Comet Interceptorは,親機1台(探査機A)と子機2台(探査機B1, B2)による同時多点フライバイ観測で,太陽系形成初期の始原的な特徴を残す「長周期彗星」を初めて直接探査するESAのミッションである.日本からは1台の超小型探査機(子機)の提供を目指している.本ミッションは,子機を活用することにより高度な探査ミッションを可能にするという太陽系探査における超小型探査機の一つの活用のあり方をデモンストレーションするという位置づけに加えて,今後継続的に超小型探査機を太陽系探査に投入していくための,JAXAと企業の共同開発のあり方を試行する取り組みとしても位置づけられる.
概要
本ミッションの狙い
理学的な観点:太陽系形成初期の始原的な特徴を残す長周期彗星(あるいは恒星間天体)を人類として初めて直接探査する
工学的な観点:子機を活用することにより高度な探査ミッションを可能にするという太陽系探査における超小型探査機の一つの活用のあり方の実証
実現のキーとなる要素技術
・30kg級の超小型探査機バス
・長期ミッション(ただし稼働は短期間)に耐える品質・信頼性確保
・高度な自律制御・FDIR
・近接フライバイ観測技術
衛星のスペック
24U程度,約30kg
親機による彗星フライバイ軌道への投入(親機とともに複数機による多点フライバイ観測を実施)
衛星のイメージ図
ミッションのイメージ図
開発状況・計画
・現在概念検討中
・FY2023 EM製作・試験開始
・FY2026 FMのESAへの提供
・FY2029 打ち上げ
ミッションや技術詳細
2029年度の打ち上げを予定している欧州宇宙機関(ESA)が主導する彗星探査ミッション。彗星の中でも特に始原的とされるカテゴリーに属する長周期彗星あるいはオウムアムアに代表される恒星間天体を、人類として初めて直接探査する。
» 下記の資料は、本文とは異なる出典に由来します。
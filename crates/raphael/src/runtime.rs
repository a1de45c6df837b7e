//! The process-wide runtime handle.
//!
//! [`Raphael`] owns everything that lives for the life of the process: the
//! configuration, the backend, the shadow-model registry, the initializer and
//! the manager cache. Clones share the same state.

use std::sync::Arc;

use raphael_core::{Cx, Error, Model, Outcome, RaphaelConfig};
use raphael_schema::{ShadowModel, ShadowRegistry};

use crate::backend::{Backend, BackendOptions};
use crate::initializer::BackendInitializer;
use crate::manager::Manager;
use crate::memory::MemoryBackend;
use crate::registry::ManagerRegistry;

#[derive(Debug)]
pub(crate) struct Shared<B> {
    pub(crate) config: RaphaelConfig,
    pub(crate) options: BackendOptions,
    pub(crate) backend: B,
    pub(crate) shadows: ShadowRegistry,
    pub(crate) initializer: BackendInitializer,
    pub(crate) managers: ManagerRegistry,
}

/// Handle to one configured bridge.
///
/// ```ignore
/// let rt = Raphael::memory(RaphaelConfig::new(DatabaseConfig::new("sqlite3").name(":memory:")));
/// let books = rt.manager::<Book>();
/// let dune = books.create(&cx, &[("title", "Dune".into())]).await;
/// ```
#[derive(Debug)]
pub struct Raphael<B: Backend> {
    shared: Arc<Shared<B>>,
}

impl<B: Backend> Clone for Raphael<B> {
    fn clone(&self) -> Self {
        Self {
            shared: Arc::clone(&self.shared),
        }
    }
}

impl Raphael<MemoryBackend> {
    /// A bridge over the in-process backend.
    pub fn memory(config: RaphaelConfig) -> Self {
        Self::new(config, MemoryBackend::new())
    }
}

impl<B: Backend> Raphael<B> {
    pub fn new(config: RaphaelConfig, backend: B) -> Self {
        let options = BackendOptions::from_config(&config);
        Self {
            shared: Arc::new(Shared {
                config,
                options,
                backend,
                shadows: ShadowRegistry::new(),
                initializer: BackendInitializer::new(),
                managers: ManagerRegistry::new(),
            }),
        }
    }

    pub fn config(&self) -> &RaphaelConfig {
        &self.shared.config
    }

    pub fn backend(&self) -> &B {
        &self.shared.backend
    }

    pub fn shadows(&self) -> &ShadowRegistry {
        &self.shared.shadows
    }

    pub fn initializer(&self) -> &BackendInitializer {
        &self.shared.initializer
    }

    pub fn is_ready(&self) -> bool {
        self.shared.initializer.is_ready()
    }

    /// Build `M`'s shadow model and include it in the first schema pass.
    pub fn register<M: Model>(&self) -> Arc<ShadowModel> {
        let shadow = self.shared.shadows.for_model::<M>();
        self.shared.initializer.register(Arc::clone(&shadow));
        shadow
    }

    /// The async manager for `M`, created on first request.
    pub fn manager<M: Model>(&self) -> Arc<Manager<M, B>> {
        self.shared.managers.get_or_insert_with(|| {
            let shadow = self.shared.shadows.for_model::<M>();
            Manager::new(Arc::clone(&self.shared), shadow)
        })
    }

    /// Open the backend and create tables for registered models.
    pub async fn ensure_ready(&self, cx: &Cx) -> Outcome<(), Error> {
        let shared = &self.shared;
        shared
            .initializer
            .ensure_ready(cx, &shared.backend, &shared.config, &shared.options, None)
            .await
    }

    /// Release the backend's connections. Safe to call more than once.
    ///
    /// Readiness is not reset: managers keep using the closed backend and
    /// see its connection errors.
    pub async fn close(&self, cx: &Cx) -> Outcome<(), Error> {
        match self.shared.backend.close(cx).await {
            Outcome::Ok(()) => {
                tracing::info!("Raphael runtime closed");
                Outcome::Ok(())
            }
            other => other,
        }
    }
}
太陽ー地球系のラグランジュ点(L2点)に待機しながら、到達可能な未知天体を、地上観測を行って最大3~4年待ち、母船と2機の超小型探査機(子機)の複数機構成で当該天体をフライバイして多点観測する。人類として初めて訪問する長周期彗星(または恒星間天体)の核表面・コマを多角的に撮像・分光して形状、構造、コマの組成等を明らかにするとともに,同時多点観測により彗星周囲のプラズマ-太陽風相互作用を明らかにする.その結果、太陽系科学コミュニティが標榜する二つの科学テーマ
(1)太陽系における生命生存可能環境の形成の理解
(2)宇宙ガスを支配する普遍的な法則の解明
に対し、他の太陽系天体探査では得られない重要な知見を提供する
JAXAは、3機の探査機のうちの子機1機(約30kgのCubeSat型探査機)を提供し、そこにPROCYON,かぐや,あらせ,MMX等で日本が実績を持つ観測装置として可視カメラ、水素コロナ撮像器、プラズマ計測パッケージ(イオン質量分析器と磁力計)を搭載し,彗星の観測を行う。工学的には,子機を活用することにより高度な探査ミッションを可能にするという太陽系探査における超小型探査機の一つの活用のあり方をデモンストレーションするという位置づけに加えて,今後継続的に超小型探査機を太陽系探査に投入していくための,JAXAと企業の共同開発のあり方を試行する取り組みとしても位置づけられ,これまでに培ってきた超小型衛星・探査機技術をこのミッションを通じて,さらに日本の強みとして太陽系探査に活用していく第一歩にしていきたい.